|
|
The aim of this article is to provide assistance for parents, teachers and children who appear to have better than average ability in mathematics. It is not meant to be the total response or even the best response to the pleas above. However, it is meant to be a first stop where you can get some ideas and find out who might be out there and willing to listen to you.
How do you know?
What makes you think that this person is mathematically talented? There’s no simple test to determine this. My own philosophy is that if a child sticks with me in a specialized programme then they are gifted. But my programme may not suit all mathematically gifted children, so it’s not a failsafe test.
While we are waiting for the perfect test here are some litmus tests. You should be encouraged to keep finding a programme for the child if you can answer “yes” to a number of these questions. (On the other hand, you should keep looking even if you don’t but you have a “gut” feeling about the child.)

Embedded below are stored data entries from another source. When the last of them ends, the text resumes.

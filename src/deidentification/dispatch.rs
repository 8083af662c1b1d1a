//! VR-driven routing of metadata fields
//!
//! Each field goes down exactly one route, chosen by the category of its
//! value representation:
//!
//! | Category | Route |
//! |---|---|
//! | `PersonName` | value replaced by the person-name placeholder |
//! | `ShortText`, `LongText` | pattern redaction, then NER scrubbing |
//! | `BinaryText` | UTF-8 decode, redaction and scrubbing, re-encode |
//! | `Other` | untouched |

use crate::deidentification::engine::RedactionEngine;
use crate::deidentification::models::PhiCategory;
use crate::deidentification::ner::NerScrubber;
use crate::domain::{FieldCategory, FieldValue, MetadataField, Result};
use serde::{Deserialize, Serialize};
use std::collections::BTreeSet;

/// Value written over person-name fields
pub const PERSON_NAME_PLACEHOLDER: &str = "XXXX";

/// Why a field was left as it was
#[derive(Debug, Clone, Copy, PartialEq, Eq, Serialize, Deserialize)]
#[serde(rename_all = "snake_case")]
pub enum FieldSkipReason {
    /// A detector failed while scanning the value
    DetectorFailure,
    /// Binary text that is not valid UTF-8
    UndecodableText,
}

impl std::fmt::Display for FieldSkipReason {
    fn fmt(&self, f: &mut std::fmt::Formatter<'_>) -> std::fmt::Result {
        match self {
            Self::DetectorFailure => write!(f, "detector_failure"),
            Self::UndecodableText => write!(f, "undecodable_text"),
        }
    }
}

/// Result of dispatching one field
#[derive(Debug, Clone, PartialEq)]
pub enum FieldOutcome {
    /// Whole value replaced (person names)
    Replaced,
    /// Some text was redacted or scrubbed
    Redacted {
        /// Merged pattern spans replaced
        spans: usize,
        /// NER occurrences replaced
        ner_replacements: usize,
        categories: BTreeSet<PhiCategory>,
    },
    Unchanged,
    /// Left unmodified because it could not be processed
    Skipped { reason: FieldSkipReason },
}

impl FieldOutcome {
    /// Whether the field value was modified
    pub fn is_modified(&self) -> bool {
        matches!(self, Self::Replaced | Self::Redacted { .. })
    }
}

/// Scrub result for a single string
enum TextOutcome {
    Clean,
    Changed {
        text: String,
        spans: usize,
        ner_replacements: usize,
        categories: BTreeSet<PhiCategory>,
    },
    Failed,
}

/// Routes fields to the redaction engine and NER scrubber
pub struct FieldDispatcher<'a> {
    engine: &'a RedactionEngine,
    scrubber: Option<&'a NerScrubber>,
    score_threshold: f32,
    person_name_placeholder: &'a str,
}

impl<'a> FieldDispatcher<'a> {
    pub fn new(engine: &'a RedactionEngine, score_threshold: f32) -> Self {
        Self {
            engine,
            scrubber: None,
            score_threshold,
            person_name_placeholder: PERSON_NAME_PLACEHOLDER,
        }
    }

    /// Enable the NER pass
    pub fn with_scrubber(mut self, scrubber: &'a NerScrubber) -> Self {
        self.scrubber = Some(scrubber);
        self
    }

    pub fn with_person_name_placeholder(mut self, placeholder: &'a str) -> Self {
        self.person_name_placeholder = placeholder;
        self
    }

    /// Process one field in place
    ///
    /// Only a fatal NER error is returned as `Err`. Detector failures and
    /// undecodable bytes leave the field untouched and report `Skipped`.
    pub async fn dispatch(&self, field: &mut MetadataField) -> Result<FieldOutcome> {
        if field.value.is_empty() {
            return Ok(FieldOutcome::Unchanged);
        }

        match field.vr.category() {
            FieldCategory::PersonName => Ok(self.replace_person_name(field)),
            FieldCategory::ShortText | FieldCategory::LongText => self.scrub_strings(field).await,
            FieldCategory::BinaryText => self.scrub_bytes(field).await,
            FieldCategory::Other => Ok(FieldOutcome::Unchanged),
        }
    }

    fn replace_person_name(&self, field: &mut MetadataField) -> FieldOutcome {
        match field.value {
            FieldValue::Text(_) | FieldValue::Multi(_) => {
                field.value = FieldValue::Text(self.person_name_placeholder.to_string());
                FieldOutcome::Replaced
            }
            _ => FieldOutcome::Unchanged,
        }
    }

    async fn scrub_strings(&self, field: &mut MetadataField) -> Result<FieldOutcome> {
        let values: Vec<String> = match &field.value {
            FieldValue::Text(s) => vec![s.clone()],
            FieldValue::Multi(values) => values.clone(),
            _ => return Ok(FieldOutcome::Unchanged),
        };

        let mut scrubbed = Vec::with_capacity(values.len());
        let mut total_spans = 0;
        let mut total_ner = 0;
        let mut all_categories = BTreeSet::new();

        for value in values {
            match self.scrub_text(&value, field).await? {
                TextOutcome::Clean => scrubbed.push(value),
                TextOutcome::Changed {
                    text,
                    spans,
                    ner_replacements,
                    categories,
                } => {
                    total_spans += spans;
                    total_ner += ner_replacements;
                    all_categories.extend(categories);
                    scrubbed.push(text);
                }
                TextOutcome::Failed => {
                    return Ok(FieldOutcome::Skipped {
                        reason: FieldSkipReason::DetectorFailure,
                    })
                }
            }
        }

        if total_spans == 0 && total_ner == 0 {
            return Ok(FieldOutcome::Unchanged);
        }

        field.value = match field.value {
            FieldValue::Multi(_) => FieldValue::Multi(scrubbed),
            _ => FieldValue::Text(scrubbed.into_iter().next().unwrap_or_default()),
        };

        Ok(FieldOutcome::Redacted {
            spans: total_spans,
            ner_replacements: total_ner,
            categories: all_categories,
        })
    }

    async fn scrub_bytes(&self, field: &mut MetadataField) -> Result<FieldOutcome> {
        if matches!(field.value, FieldValue::Text(_) | FieldValue::Multi(_)) {
            return self.scrub_strings(field).await;
        }
        let bytes = match &field.value {
            FieldValue::Bytes(bytes) => bytes.clone(),
            _ => return Ok(FieldOutcome::Unchanged),
        };

        let decoded = match String::from_utf8(bytes) {
            Ok(text) => text,
            Err(_) => {
                tracing::warn!(
                    field = %field.label(),
                    vr = %field.vr,
                    reason = %FieldSkipReason::UndecodableText,
                    "Skipping field"
                );
                return Ok(FieldOutcome::Skipped {
                    reason: FieldSkipReason::UndecodableText,
                });
            }
        };
        let text = decoded.trim_end_matches(['\0', ' ']);

        match self.scrub_text(text, field).await? {
            TextOutcome::Clean => Ok(FieldOutcome::Unchanged),
            TextOutcome::Changed {
                text,
                spans,
                ner_replacements,
                categories,
            } => {
                field.value = FieldValue::Bytes(text.into_bytes());
                Ok(FieldOutcome::Redacted {
                    spans,
                    ner_replacements,
                    categories,
                })
            }
            TextOutcome::Failed => Ok(FieldOutcome::Skipped {
                reason: FieldSkipReason::DetectorFailure,
            }),
        }
    }

    async fn scrub_text(&self, text: &str, field: &MetadataField) -> Result<TextOutcome> {
        let redaction = match self.engine.redact(text, self.score_threshold) {
            Ok(result) => result,
            Err(e) => {
                tracing::warn!(
                    field = %field.label(),
                    vr = %field.vr,
                    reason = %FieldSkipReason::DetectorFailure,
                    error = %e,
                    "Skipping field"
                );
                return Ok(TextOutcome::Failed);
            }
        };

        let (text, ner_replacements) = match self.scrubber {
            Some(scrubber) if scrubber.is_enabled() => {
                let outcome = scrubber.scrub(&redaction.text).await?;
                (outcome.text, outcome.replaced)
            }
            _ => (redaction.text, 0),
        };

        if redaction.redacted_count == 0 && ner_replacements == 0 {
            return Ok(TextOutcome::Clean);
        }

        Ok(TextOutcome::Changed {
            text,
            spans: redaction.redacted_count,
            ner_replacements,
            categories: redaction.categories,
        })
    }
}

- Is your child fascinated by patterns?
- Is your child fascinated by numbers?
- Does you child like arguing logically?
- Is your child bored in school?
- Is your child a nuisance in school?
- Is your child’s hand writing atrocious? (As opposed to what they actually write.)
- Does your child get involved in things and work on them for hours on end?
- Does your child have a “clever” sense of humour?
- Does your child only perform at an average level in school but wins prizes in maths competitions?
- Does your child think of unusual ways of doing things?
Who can you contact?
The following people are not necessarily experts in gifted mathematics students but they are people who are prepared to talk with you and make some suggestions.
Mathematics Departments
- Professor Rob Goldblatt, Department of Mathematics, Victoria University of Wellington, phone: 04 472 1000, ext. 8320; Rob.Goldblatt@vuw.ac.nz
- Professor Ivan Reilly, Department of Mathematics, University of Auckland; Phone 09 373 7999, ext. 8786; i.reilly@auckland.ac.nz
Other Contacts
What help might you want?
There are lots of things going on for students with mathematical talent. In the Appendices at the end of this article, there are many things you might find helpful. You can find out more about them by contacting the people involved in these organizations.
|
In class |
But first, maybe it would be a good idea to have an IEP, an Individual Education Plan. If the parents and teachers of a student agree that they have a bright cookie in their midst then sit down with each other, the bright cookie, and an expert and come up with a plan to help the student in maths periods. A general plan might be to think of a mathematical project that the child might enjoy. In class, after the child and the teacher believe that the regular class material has been mastered, the child can work on the project. This will probably mean that the project will be under way long before the rest of the children have completed their work.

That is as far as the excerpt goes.